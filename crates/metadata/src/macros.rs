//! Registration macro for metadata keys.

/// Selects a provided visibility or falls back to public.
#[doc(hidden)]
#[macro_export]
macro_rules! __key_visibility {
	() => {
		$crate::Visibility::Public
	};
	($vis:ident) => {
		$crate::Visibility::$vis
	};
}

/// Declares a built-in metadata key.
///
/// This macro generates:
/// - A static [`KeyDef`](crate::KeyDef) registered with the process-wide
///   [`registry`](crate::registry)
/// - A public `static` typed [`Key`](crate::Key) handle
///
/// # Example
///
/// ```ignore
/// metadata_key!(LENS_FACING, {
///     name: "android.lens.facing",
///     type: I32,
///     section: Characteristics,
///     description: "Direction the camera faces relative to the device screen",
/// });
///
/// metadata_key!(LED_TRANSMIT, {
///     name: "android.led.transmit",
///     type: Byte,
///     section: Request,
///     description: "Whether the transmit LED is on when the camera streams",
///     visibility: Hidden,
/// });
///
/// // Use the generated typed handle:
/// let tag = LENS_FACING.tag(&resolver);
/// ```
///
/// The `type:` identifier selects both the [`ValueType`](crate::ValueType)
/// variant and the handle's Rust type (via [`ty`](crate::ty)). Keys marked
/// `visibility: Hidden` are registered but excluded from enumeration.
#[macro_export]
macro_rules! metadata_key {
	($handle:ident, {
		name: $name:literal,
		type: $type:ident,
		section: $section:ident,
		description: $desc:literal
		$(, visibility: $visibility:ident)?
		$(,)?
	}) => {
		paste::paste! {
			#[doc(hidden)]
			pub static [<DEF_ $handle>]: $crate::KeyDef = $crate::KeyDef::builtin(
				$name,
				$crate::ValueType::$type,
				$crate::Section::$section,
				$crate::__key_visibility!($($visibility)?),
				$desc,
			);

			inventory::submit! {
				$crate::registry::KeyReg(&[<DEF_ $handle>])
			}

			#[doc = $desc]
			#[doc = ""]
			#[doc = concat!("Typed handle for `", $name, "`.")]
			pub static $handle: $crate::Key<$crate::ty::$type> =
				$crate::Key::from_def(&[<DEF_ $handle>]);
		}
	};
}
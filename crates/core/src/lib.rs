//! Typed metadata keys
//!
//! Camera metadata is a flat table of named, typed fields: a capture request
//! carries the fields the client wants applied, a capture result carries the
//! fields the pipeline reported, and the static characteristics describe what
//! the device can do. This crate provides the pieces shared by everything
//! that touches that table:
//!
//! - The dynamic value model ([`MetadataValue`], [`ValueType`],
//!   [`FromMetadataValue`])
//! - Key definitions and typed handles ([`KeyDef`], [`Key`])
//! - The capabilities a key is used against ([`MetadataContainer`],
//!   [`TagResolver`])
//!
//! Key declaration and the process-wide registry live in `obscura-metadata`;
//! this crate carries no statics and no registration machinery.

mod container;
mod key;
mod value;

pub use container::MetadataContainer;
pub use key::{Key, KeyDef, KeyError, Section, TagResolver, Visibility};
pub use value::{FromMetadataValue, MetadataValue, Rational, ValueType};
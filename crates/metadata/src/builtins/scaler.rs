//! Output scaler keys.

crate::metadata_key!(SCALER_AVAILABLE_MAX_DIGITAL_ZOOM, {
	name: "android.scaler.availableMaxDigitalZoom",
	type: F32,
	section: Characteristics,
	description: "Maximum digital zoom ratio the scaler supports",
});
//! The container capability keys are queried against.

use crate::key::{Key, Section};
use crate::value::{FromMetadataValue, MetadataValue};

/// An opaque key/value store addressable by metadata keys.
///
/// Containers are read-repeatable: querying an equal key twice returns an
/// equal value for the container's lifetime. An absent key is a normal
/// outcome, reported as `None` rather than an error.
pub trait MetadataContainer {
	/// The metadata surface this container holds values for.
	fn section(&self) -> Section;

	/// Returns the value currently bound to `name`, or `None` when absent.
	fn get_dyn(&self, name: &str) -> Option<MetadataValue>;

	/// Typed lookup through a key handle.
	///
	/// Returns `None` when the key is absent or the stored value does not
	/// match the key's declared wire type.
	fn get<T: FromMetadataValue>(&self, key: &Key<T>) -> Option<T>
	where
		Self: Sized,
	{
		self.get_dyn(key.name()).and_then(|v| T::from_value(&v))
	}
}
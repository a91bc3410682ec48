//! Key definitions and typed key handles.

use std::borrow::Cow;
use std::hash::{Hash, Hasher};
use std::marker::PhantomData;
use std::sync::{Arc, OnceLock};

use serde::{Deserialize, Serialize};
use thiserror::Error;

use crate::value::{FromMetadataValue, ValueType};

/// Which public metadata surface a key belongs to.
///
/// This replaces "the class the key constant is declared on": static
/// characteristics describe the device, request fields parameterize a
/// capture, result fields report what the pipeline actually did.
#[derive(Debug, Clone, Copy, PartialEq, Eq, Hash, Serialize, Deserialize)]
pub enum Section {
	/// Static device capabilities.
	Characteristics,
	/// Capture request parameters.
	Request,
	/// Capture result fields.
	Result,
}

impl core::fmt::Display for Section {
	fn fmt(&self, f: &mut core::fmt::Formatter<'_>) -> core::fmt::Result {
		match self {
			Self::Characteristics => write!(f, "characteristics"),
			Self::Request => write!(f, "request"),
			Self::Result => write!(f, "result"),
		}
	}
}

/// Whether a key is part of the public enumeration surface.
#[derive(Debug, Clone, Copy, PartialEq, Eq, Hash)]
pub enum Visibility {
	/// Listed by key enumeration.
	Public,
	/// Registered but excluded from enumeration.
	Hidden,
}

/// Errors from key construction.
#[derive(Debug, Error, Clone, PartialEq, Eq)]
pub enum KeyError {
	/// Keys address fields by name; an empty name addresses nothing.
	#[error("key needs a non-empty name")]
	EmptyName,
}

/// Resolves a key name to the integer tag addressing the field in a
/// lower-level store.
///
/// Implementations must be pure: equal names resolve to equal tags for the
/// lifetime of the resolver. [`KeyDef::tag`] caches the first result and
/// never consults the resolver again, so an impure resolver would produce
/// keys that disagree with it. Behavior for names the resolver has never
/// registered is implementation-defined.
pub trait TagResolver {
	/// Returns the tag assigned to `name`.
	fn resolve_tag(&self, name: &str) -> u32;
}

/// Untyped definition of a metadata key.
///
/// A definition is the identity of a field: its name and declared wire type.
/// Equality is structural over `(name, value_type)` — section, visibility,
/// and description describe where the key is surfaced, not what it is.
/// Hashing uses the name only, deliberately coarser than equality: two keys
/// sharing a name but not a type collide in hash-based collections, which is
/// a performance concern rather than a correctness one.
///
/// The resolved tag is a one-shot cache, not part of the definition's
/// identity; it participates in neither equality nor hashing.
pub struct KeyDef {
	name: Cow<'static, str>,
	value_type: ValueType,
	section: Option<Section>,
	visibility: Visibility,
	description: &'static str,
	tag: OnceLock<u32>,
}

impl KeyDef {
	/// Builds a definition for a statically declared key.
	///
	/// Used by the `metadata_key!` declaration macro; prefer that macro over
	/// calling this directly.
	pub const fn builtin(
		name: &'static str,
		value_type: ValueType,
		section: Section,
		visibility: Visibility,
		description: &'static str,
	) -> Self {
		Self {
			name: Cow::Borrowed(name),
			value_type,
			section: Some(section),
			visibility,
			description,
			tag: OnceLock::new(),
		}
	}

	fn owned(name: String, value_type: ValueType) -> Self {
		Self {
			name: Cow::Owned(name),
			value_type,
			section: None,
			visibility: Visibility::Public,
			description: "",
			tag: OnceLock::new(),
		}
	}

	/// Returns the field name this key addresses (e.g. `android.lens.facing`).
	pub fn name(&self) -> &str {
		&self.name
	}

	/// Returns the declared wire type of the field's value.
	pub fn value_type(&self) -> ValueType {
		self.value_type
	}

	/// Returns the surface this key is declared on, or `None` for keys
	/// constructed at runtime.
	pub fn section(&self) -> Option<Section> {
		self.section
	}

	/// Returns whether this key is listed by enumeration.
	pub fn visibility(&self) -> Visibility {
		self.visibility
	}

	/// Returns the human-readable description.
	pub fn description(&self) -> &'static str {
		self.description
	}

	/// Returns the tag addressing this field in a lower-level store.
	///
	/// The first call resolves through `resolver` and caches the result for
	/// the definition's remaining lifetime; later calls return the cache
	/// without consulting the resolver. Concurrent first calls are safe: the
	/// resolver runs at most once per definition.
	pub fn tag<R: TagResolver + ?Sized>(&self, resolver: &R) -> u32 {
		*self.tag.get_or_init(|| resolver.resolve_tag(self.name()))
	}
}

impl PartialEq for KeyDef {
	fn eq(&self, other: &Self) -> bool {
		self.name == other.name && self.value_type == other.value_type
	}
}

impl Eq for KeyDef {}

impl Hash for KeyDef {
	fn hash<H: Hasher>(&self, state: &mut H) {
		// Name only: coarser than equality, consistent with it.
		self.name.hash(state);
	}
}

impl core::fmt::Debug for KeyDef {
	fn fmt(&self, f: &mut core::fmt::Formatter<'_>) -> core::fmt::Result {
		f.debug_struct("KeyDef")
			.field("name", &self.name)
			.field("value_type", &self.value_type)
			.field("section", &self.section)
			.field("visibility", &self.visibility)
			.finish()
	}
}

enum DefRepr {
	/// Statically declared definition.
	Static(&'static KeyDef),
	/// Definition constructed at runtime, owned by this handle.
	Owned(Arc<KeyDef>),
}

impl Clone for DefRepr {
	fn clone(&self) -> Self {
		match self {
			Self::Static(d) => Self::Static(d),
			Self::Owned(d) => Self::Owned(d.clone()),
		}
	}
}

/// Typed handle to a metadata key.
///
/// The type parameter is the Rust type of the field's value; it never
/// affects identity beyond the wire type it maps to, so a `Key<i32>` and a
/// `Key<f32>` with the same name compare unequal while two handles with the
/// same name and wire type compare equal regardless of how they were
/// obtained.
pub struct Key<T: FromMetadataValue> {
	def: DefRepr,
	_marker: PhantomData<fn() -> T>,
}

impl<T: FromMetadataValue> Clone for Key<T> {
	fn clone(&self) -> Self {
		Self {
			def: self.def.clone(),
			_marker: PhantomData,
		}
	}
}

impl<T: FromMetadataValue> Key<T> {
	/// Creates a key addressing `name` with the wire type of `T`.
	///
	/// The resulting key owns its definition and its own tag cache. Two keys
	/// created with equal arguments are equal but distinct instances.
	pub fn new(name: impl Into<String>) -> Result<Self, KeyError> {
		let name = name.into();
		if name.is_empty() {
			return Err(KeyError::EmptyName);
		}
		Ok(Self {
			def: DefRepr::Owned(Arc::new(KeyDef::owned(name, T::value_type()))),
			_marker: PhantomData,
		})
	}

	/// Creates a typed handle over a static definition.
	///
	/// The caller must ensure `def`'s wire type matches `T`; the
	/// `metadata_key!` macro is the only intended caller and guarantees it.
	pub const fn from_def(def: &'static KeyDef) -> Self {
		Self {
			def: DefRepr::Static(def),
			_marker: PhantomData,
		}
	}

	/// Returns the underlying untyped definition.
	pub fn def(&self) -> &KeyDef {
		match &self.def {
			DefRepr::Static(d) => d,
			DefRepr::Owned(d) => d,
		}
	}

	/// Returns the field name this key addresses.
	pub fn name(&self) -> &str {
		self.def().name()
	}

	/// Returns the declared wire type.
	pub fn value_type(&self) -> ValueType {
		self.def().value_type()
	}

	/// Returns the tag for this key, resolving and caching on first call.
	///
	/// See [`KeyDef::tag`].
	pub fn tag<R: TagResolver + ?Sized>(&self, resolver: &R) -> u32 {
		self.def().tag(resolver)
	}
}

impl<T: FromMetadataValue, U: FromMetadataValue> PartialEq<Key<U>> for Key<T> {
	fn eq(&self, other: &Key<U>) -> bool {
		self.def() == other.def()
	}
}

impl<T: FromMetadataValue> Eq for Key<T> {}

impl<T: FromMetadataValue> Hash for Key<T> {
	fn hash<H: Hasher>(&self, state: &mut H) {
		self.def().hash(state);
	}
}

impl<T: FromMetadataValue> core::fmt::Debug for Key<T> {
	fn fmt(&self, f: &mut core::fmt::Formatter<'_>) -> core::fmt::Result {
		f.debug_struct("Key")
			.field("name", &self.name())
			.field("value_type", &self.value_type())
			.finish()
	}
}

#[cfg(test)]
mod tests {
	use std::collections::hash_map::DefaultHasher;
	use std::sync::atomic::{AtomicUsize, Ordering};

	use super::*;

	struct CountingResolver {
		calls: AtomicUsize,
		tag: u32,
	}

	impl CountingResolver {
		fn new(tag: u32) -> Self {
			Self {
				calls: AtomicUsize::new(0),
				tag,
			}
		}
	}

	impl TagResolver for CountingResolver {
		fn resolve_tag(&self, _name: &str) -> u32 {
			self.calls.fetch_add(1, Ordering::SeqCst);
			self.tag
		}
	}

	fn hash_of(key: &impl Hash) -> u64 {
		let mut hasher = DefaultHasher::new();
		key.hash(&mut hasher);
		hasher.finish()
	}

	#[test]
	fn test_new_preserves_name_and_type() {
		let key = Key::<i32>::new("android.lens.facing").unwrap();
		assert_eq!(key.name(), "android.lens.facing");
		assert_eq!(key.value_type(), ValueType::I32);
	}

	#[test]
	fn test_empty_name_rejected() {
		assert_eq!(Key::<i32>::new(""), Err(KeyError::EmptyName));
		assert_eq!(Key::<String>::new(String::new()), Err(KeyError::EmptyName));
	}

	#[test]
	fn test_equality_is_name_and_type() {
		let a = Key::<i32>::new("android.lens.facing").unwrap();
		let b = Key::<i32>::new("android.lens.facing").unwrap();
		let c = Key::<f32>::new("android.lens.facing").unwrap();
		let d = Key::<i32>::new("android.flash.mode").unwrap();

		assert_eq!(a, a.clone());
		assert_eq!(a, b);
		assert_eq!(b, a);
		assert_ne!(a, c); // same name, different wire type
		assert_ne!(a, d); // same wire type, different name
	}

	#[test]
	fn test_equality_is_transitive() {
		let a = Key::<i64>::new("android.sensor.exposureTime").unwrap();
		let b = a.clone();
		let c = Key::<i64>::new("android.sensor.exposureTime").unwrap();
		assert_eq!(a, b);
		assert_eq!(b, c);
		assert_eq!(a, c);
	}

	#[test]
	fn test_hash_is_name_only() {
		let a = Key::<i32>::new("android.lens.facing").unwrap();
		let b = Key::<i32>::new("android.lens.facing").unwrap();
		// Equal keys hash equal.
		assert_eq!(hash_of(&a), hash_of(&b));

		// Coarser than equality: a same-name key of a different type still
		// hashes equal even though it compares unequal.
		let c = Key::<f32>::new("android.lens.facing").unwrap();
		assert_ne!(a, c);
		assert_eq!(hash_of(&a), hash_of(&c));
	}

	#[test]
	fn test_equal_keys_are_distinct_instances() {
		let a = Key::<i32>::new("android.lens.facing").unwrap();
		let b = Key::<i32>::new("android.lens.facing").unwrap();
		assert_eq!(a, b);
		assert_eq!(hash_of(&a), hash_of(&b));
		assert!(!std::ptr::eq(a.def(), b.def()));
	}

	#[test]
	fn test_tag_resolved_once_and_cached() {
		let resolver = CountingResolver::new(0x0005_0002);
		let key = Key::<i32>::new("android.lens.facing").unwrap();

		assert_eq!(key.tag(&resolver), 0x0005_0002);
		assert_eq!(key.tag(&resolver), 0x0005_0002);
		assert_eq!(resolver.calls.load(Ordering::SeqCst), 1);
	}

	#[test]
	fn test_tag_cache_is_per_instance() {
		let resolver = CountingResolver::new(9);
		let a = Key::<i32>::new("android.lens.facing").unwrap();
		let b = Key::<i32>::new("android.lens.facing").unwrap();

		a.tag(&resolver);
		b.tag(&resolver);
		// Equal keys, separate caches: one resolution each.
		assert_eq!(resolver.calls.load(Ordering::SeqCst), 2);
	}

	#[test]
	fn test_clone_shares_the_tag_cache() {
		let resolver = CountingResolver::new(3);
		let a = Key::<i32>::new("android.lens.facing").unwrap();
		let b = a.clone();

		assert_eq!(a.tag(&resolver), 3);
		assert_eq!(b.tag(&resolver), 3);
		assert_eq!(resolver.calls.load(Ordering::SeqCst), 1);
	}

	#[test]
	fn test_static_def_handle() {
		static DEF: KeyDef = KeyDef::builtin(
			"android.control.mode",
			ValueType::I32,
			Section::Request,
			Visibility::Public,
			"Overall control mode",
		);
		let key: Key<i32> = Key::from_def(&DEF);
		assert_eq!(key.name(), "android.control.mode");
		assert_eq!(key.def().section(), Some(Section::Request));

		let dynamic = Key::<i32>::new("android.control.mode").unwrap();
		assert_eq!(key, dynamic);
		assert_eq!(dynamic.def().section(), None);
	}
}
◆ ◆ ◆ ◆ ◆ ◆ ◆
_TRY IT_
How many lines of the preceding listing hold the string "CountingResolver"? Answer with the number only.

_EXERCISE RESPONSE_
6